# How to complete this task
Only one span of the listing below is wanted: the lines from the one with "pub fn set_foreground(&self, pid: i32)" through the one with "the fresh value.", reproduced exactly, both ends kept.
═════ Provided data
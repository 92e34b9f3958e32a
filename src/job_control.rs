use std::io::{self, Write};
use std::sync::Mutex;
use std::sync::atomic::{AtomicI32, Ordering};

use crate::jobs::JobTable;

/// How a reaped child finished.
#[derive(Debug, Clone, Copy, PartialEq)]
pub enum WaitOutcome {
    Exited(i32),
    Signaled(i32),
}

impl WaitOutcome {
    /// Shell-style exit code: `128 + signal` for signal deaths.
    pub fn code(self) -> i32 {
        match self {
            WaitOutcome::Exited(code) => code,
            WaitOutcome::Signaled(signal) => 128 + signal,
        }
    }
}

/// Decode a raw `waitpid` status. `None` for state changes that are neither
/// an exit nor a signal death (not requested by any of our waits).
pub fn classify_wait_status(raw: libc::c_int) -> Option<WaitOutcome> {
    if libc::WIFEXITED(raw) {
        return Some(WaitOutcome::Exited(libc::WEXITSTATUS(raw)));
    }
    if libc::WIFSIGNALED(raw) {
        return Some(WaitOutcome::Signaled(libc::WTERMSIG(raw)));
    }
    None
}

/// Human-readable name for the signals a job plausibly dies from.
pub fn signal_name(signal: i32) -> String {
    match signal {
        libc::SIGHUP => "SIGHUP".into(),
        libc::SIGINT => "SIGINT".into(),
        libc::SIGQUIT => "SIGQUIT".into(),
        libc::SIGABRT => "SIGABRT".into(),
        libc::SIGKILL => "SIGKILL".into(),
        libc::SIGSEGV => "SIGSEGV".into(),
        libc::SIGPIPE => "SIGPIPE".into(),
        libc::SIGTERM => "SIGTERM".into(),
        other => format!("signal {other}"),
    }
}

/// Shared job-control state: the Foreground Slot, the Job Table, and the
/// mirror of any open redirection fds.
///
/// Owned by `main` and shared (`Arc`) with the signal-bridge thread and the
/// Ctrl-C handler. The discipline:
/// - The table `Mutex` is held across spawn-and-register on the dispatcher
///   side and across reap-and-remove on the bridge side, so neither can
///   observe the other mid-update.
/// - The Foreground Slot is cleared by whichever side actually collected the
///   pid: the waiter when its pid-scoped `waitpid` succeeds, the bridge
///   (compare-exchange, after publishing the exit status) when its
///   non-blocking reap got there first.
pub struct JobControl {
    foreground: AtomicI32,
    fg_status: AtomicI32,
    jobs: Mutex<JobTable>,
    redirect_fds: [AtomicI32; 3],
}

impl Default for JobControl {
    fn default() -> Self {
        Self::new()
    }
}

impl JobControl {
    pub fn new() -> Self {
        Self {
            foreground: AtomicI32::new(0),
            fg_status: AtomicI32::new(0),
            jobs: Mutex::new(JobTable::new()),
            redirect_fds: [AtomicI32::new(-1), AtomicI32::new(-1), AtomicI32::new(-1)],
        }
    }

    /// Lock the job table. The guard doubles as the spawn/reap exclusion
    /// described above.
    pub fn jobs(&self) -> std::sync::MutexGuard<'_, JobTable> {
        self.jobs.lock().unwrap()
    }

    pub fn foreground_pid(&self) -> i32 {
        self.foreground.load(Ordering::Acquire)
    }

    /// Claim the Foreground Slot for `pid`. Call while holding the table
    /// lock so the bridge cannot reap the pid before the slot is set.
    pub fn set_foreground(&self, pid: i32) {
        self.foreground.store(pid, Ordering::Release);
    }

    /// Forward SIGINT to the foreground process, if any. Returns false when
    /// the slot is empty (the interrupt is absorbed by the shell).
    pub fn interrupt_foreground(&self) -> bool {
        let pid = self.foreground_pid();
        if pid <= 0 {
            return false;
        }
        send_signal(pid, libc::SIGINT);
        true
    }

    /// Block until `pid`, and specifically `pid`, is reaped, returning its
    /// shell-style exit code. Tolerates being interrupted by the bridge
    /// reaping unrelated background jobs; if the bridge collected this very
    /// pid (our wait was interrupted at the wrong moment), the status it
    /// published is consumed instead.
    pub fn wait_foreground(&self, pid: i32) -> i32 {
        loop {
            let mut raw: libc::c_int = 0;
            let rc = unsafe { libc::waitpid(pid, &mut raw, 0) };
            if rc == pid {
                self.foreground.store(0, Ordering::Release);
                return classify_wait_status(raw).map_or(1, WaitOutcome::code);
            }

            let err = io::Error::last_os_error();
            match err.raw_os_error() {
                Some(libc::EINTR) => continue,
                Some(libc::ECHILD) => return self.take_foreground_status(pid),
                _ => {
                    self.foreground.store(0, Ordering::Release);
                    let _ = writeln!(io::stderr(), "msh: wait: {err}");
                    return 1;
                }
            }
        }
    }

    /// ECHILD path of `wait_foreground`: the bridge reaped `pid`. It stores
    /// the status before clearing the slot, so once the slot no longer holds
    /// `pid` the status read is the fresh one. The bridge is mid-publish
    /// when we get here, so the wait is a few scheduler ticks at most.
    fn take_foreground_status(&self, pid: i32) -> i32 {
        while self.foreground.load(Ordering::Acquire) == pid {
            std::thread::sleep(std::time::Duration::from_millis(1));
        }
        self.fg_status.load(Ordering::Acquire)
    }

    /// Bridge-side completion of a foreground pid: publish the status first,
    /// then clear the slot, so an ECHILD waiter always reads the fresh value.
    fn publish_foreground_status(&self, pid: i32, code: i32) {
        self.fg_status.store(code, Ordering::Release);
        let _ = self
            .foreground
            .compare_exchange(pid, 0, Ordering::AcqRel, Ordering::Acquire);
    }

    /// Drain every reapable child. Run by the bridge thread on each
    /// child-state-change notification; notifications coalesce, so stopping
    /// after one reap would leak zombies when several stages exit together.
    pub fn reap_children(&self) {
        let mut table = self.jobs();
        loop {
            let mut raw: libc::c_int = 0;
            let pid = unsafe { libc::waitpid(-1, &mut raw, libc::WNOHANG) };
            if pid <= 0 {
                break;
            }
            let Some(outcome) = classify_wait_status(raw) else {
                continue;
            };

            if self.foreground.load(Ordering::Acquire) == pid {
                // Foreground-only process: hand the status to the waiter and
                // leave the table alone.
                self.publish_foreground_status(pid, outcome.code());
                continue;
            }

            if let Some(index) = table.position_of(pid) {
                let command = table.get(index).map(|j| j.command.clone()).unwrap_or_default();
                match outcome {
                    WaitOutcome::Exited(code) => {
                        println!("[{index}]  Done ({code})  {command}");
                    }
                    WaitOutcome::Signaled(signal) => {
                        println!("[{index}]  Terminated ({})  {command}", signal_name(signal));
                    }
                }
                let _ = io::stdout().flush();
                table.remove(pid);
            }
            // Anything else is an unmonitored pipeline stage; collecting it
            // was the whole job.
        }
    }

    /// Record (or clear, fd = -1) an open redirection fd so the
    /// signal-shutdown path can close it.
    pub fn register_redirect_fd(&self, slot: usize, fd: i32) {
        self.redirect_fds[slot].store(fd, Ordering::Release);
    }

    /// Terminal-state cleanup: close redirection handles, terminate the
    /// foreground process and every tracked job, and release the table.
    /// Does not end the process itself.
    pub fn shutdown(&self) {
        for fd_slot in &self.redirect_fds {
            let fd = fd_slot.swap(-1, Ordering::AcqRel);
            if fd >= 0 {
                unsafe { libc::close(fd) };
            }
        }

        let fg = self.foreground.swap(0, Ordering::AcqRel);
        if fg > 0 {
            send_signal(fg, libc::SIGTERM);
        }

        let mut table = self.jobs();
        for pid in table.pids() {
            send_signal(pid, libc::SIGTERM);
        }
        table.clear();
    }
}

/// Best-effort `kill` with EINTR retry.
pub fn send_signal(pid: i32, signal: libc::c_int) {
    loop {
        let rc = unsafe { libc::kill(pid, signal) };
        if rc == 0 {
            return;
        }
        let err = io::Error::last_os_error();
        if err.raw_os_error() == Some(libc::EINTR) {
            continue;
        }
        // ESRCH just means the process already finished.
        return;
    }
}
══════════
# Completed exercise
    pub fn set_foreground(&self, pid: i32) {
        self.foreground.store(pid, Ordering::Release);
    }

    /// Forward SIGINT to the foreground process, if any. Returns false when
    /// the slot is empty (the interrupt is absorbed by the shell).
    pub fn interrupt_foreground(&self) -> bool {
        let pid = self.foreground_pid();
        if pid <= 0 {
            return false;
        }
        send_signal(pid, libc::SIGINT);
        true
    }

    /// Block until `pid`, and specifically `pid`, is reaped, returning its
    /// shell-style exit code. Tolerates being interrupted by the bridge
    /// reaping unrelated background jobs; if the bridge collected this very
    /// pid (our wait was interrupted at the wrong moment), the status it
    /// published is consumed instead.
    pub fn wait_foreground(&self, pid: i32) -> i32 {
        loop {
            let mut raw: libc::c_int = 0;
            let rc = unsafe { libc::waitpid(pid, &mut raw, 0) };
            if rc == pid {
                self.foreground.store(0, Ordering::Release);
                return classify_wait_status(raw).map_or(1, WaitOutcome::code);
            }

            let err = io::Error::last_os_error();
            match err.raw_os_error() {
                Some(libc::EINTR) => continue,
                Some(libc::ECHILD) => return self.take_foreground_status(pid),
                _ => {
                    self.foreground.store(0, Ordering::Release);
                    let _ = writeln!(io::stderr(), "msh: wait: {err}");
                    return 1;
                }
            }
        }
    }

    /// ECHILD path of `wait_foreground`: the bridge reaped `pid`. It stores
    /// the status before clearing the slot, so once the slot no longer holds
    /// `pid` the status read is the fresh one. The bridge is mid-publish
    /// when we get here, so the wait is a few scheduler ticks at most.
    fn take_foreground_status(&self, pid: i32) -> i32 {
        while self.foreground.load(Ordering::Acquire) == pid {
            std::thread::sleep(std::time::Duration::from_millis(1));
        }
        self.fg_status.load(Ordering::Acquire)
    }

    /// Bridge-side completion of a foreground pid: publish the status first,
    /// then clear the slot, so an ECHILD waiter always reads the fresh value.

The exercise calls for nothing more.